* **PROBLEM STATEMENT**
Please transcribe the entries below without omitting a single character.
** Opening MATERIAL FOR THIS TASK block **
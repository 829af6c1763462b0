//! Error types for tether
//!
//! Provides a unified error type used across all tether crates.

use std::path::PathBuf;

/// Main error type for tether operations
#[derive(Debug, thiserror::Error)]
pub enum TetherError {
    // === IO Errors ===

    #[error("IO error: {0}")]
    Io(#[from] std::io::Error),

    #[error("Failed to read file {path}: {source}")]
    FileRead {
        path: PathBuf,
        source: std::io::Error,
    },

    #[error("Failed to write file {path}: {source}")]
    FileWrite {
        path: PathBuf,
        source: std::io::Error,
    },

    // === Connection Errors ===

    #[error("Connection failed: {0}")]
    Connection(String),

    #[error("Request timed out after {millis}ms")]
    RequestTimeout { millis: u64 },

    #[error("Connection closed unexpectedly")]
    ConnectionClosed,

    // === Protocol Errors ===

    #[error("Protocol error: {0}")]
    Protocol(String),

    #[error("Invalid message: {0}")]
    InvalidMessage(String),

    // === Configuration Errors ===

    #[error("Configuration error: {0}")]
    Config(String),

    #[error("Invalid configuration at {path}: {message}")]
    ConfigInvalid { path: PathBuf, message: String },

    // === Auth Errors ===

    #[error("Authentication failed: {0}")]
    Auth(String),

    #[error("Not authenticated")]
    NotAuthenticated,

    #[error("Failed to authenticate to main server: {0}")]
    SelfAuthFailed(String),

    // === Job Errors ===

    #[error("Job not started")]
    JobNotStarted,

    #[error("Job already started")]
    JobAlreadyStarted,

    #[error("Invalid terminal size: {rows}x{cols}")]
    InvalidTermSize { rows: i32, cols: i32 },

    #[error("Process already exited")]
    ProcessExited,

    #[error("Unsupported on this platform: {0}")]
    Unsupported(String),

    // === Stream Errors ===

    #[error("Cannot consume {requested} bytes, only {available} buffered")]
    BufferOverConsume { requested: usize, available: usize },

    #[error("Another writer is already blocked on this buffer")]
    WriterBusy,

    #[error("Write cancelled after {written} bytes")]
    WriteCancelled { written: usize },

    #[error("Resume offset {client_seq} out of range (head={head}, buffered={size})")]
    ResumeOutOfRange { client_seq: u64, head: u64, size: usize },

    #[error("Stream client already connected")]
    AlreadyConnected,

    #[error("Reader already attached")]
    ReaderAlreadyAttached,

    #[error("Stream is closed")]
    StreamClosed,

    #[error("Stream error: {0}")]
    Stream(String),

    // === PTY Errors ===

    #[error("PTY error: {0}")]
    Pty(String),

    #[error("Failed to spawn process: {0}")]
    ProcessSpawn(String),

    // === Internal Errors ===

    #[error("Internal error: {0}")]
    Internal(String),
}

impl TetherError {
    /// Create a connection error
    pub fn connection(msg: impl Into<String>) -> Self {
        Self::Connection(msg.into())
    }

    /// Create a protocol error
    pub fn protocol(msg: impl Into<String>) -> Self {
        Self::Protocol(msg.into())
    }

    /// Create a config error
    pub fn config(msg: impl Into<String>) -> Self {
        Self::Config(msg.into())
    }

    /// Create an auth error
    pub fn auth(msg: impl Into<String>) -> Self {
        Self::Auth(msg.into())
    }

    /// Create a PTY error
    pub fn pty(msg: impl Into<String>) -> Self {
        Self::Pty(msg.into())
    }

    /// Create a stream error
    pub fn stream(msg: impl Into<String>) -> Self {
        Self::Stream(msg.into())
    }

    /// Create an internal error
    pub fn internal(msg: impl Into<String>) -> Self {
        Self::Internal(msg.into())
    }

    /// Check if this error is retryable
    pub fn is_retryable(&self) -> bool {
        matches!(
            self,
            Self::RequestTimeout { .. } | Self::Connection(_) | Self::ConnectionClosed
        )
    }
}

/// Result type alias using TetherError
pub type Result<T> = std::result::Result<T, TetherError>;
** Closing MATERIAL FOR THIS TASK block **
* **EXERCISE RESULT**
repository 829af6c1763462b0
//! Error types for tether
//!
//! Provides a unified error type used across all tether crates.

use std::path::PathBuf;

/// Main error type for tether operations
#[derive(Debug, thiserror::Error)]
pub enum TetherError {
    // === IO Errors ===

    #[error("IO error: {0}")]
    Io(#[from] std::io::Error),

    #[error("Failed to read file {path}: {source}")]
    FileRead {
        path: PathBuf,
        source: std::io::Error,
    },

    #[error("Failed to write file {path}: {source}")]
    FileWrite {
        path: PathBuf,
        source: std::io::Error,
    },

    // === Connection Errors ===

    #[error("Connection failed: {0}")]
    Connection(String),

    #[error("Request timed out after {millis}ms")]
    RequestTimeout { millis: u64 },

    #[error("Connection closed unexpectedly")]
    ConnectionClosed,

    // === Protocol Errors ===

    #[error("Protocol error: {0}")]
    Protocol(String),

    #[error("Invalid message: {0}")]
    InvalidMessage(String),

    // === Configuration Errors ===

    #[error("Configuration error: {0}")]
    Config(String),

    #[error("Invalid configuration at {path}: {message}")]
    ConfigInvalid { path: PathBuf, message: String },

    // === Auth Errors ===

    #[error("Authentication failed: {0}")]
    Auth(String),

    #[error("Not authenticated")]
    NotAuthenticated,

    #[error("Failed to authenticate to main server: {0}")]
    SelfAuthFailed(String),

    // === Job Errors ===

    #[error("Job not started")]
    JobNotStarted,

    #[error("Job already started")]
    JobAlreadyStarted,

    #[error("Invalid terminal size: {rows}x{cols}")]
    InvalidTermSize { rows: i32, cols: i32 },

    #[error("Process already exited")]
    ProcessExited,

    #[error("Unsupported on this platform: {0}")]
    Unsupported(String),

    // === Stream Errors ===

    #[error("Cannot consume {requested} bytes, only {available} buffered")]
    BufferOverConsume { requested: usize, available: usize },

    #[error("Another writer is already blocked on this buffer")]
    WriterBusy,

    #[error("Write cancelled after {written} bytes")]
    WriteCancelled { written: usize },

    #[error("Resume offset {client_seq} out of range (head={head}, buffered={size})")]
    ResumeOutOfRange { client_seq: u64, head: u64, size: usize },

    #[error("Stream client already connected")]
    AlreadyConnected,

    #[error("Reader already attached")]
    ReaderAlreadyAttached,

    #[error("Stream is closed")]
    StreamClosed,

    #[error("Stream error: {0}")]
    Stream(String),

    // === PTY Errors ===

    #[error("PTY error: {0}")]
    Pty(String),

    #[error("Failed to spawn process: {0}")]
    ProcessSpawn(String),

    // === Internal Errors ===

    #[error("Internal error: {0}")]
    Internal(String),
}

impl TetherError {
    /// Create a connection error
    pub fn connection(msg: impl Into<String>) -> Self {
        Self::Connection(msg.into())
    }

    /// Create a protocol error
    pub fn protocol(msg: impl Into<String>) -> Self {
        Self::Protocol(msg.into())
    }

    /// Create a config error
    pub fn config(msg: impl Into<String>) -> Self {
        Self::Config(msg.into())
    }

    /// Create an auth error
    pub fn auth(msg: impl Into<String>) -> Self {
        Self::Auth(msg.into())
    }

    /// Create a PTY error
    pub fn pty(msg: impl Into<String>) -> Self {
        Self::Pty(msg.into())
    }

    /// Create a stream error
    pub fn stream(msg: impl Into<String>) -> Self {
        Self::Stream(msg.into())
    }

    /// Create an internal error
    pub fn internal(msg: impl Into<String>) -> Self {
        Self::Internal(msg.into())
    }

    /// Check if this error is retryable
    pub fn is_retryable(&self) -> bool {
        matches!(
            self,
            Self::RequestTimeout { .. } | Self::Connection(_) | Self::ConnectionClosed
        )
    }
}

/// Result type alias using TetherError
pub type Result<T> = std::result::Result<T, TetherError>;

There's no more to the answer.